Segment Open

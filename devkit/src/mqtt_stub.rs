/*!
In-memory bus for kernel tests without a broker

`MockBus` stands in for the rumqttc client on the outbound side (it records
every publish) and can feed simulated inbound messages into an ingest queue.
*/

use anyhow::Result;
use async_trait::async_trait;
use fleetwatch_kernel::mqtt::{BusError, BusPublisher, IngestMessage};
use parking_lot::Mutex;
use std::sync::Arc;
use tokio::sync::mpsc;

#[derive(Debug, Clone)]
pub struct MockMessage {
    pub topic: String,
    pub payload: Vec<u8>,
}

#[derive(Clone, Default)]
pub struct MockBus {
    published_messages: Arc<Mutex<Vec<MockMessage>>>,
    failure: Arc<Mutex<Option<String>>>,
    ingest: Arc<Mutex<Option<mpsc::Sender<IngestMessage>>>>,
}

impl MockBus {
    pub fn new() -> Self {
        Self::default()
    }

    /// Every publish fails with `reason` until `recover` is called.
    pub fn fail_publishes<S: Into<String>>(&self, reason: S) {
        *self.failure.lock() = Some(reason.into());
    }

    pub fn recover(&self) {
        *self.failure.lock() = None;
    }

    /// Routes `simulate_incoming` into the given ingest queue.
    pub fn attach_ingest(&self, queue: mpsc::Sender<IngestMessage>) {
        *self.ingest.lock() = Some(queue);
    }

    /// Drops the ingest sender so the consuming loop can finish.
    pub fn detach_ingest(&self) {
        self.ingest.lock().take();
    }

    pub async fn simulate_incoming<S, V>(&self, topic: S, payload: V) -> Result<()>
    where
        S: Into<String>,
        V: Into<Vec<u8>>,
    {
        let sender = self
            .ingest
            .lock()
            .clone()
            .ok_or_else(|| anyhow::anyhow!("no ingest queue attached"))?;
        let message = IngestMessage { topic: topic.into(), payload: payload.into() };
        tracing::debug!(topic = %message.topic, "[mock] simulated incoming");
        sender.send(message).await.map_err(|e| anyhow::anyhow!("ingest queue closed: {e}"))
    }

    pub fn get_published_messages(&self) -> Vec<MockMessage> {
        self.published_messages.lock().clone()
    }

    pub fn find_messages_by_topic(&self, topic: &str) -> Vec<MockMessage> {
        self.published_messages
            .lock()
            .iter()
            .filter(|msg| msg.topic == topic)
            .cloned()
            .collect()
    }

    pub fn get_last_json_message<T>(&self, topic: &str) -> Result<Option<T>>
    where
        T: for<'de> serde::Deserialize<'de>,
    {
        match self.find_messages_by_topic(topic).last() {
            Some(last) => Ok(Some(serde_json::from_slice(&last.payload)?)),
            None => Ok(None),
        }
    }

    pub fn clear(&self) {
        self.published_messages.lock().clear();
    }
}

#[async_trait]
impl BusPublisher for MockBus {
    async fn publish(&self, topic: &str, payload: Vec<u8>) -> Result<(), BusError> {
        if let Some(reason) = self.failure.lock().clone() {
            return Err(BusError::Publish(reason));
        }
        tracing::debug!(%topic, bytes = payload.len(), "[mock] published");
        self.published_messages.lock().push(MockMessage { topic: topic.to_string(), payload });
        Ok(())
    }
}

#[cfg(test)]
mod tests {
    use super::*;

    #[tokio::test]
    async fn records_publishes_and_parses_json() {
        let bus = MockBus::new();
        bus.publish("a/b", br#"{"command":"stop"}"#.to_vec()).await.unwrap();
        bus.publish("a/c", b"{}".to_vec()).await.unwrap();

        assert_eq!(bus.get_published_messages().len(), 2);
        let last: Option<serde_json::Value> = bus.get_last_json_message("a/b").unwrap();
        assert_eq!(last.unwrap()["command"], "stop");

        bus.clear();
        assert!(bus.get_published_messages().is_empty());
    }

    #[tokio::test]
    async fn failure_mode_rejects_publishes() {
        let bus = MockBus::new();
        bus.fail_publishes("broker gone");
        assert!(matches!(bus.publish("a/b", vec![]).await, Err(BusError::Publish(_))));
        bus.recover();
        assert!(bus.publish("a/b", vec![]).await.is_ok());
    }

    #[tokio::test]
    async fn simulated_messages_reach_the_queue() {
        let bus = MockBus::new();
        assert!(bus.simulate_incoming("x", b"{}".to_vec()).await.is_err());

        let (tx, mut rx) = mpsc::channel(4);
        bus.attach_ingest(tx);
        bus.simulate_incoming("industrial/factory/M1/plc/heartbeat", b"{}".to_vec()).await.unwrap();
        assert_eq!(rx.recv().await.unwrap().topic, "industrial/factory/M1/plc/heartbeat");
    }
}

Segment Closed

**What to do**
Once you have counted the lines of the records holding the string "impl", state that number with no other words.

**Exercise answer**
2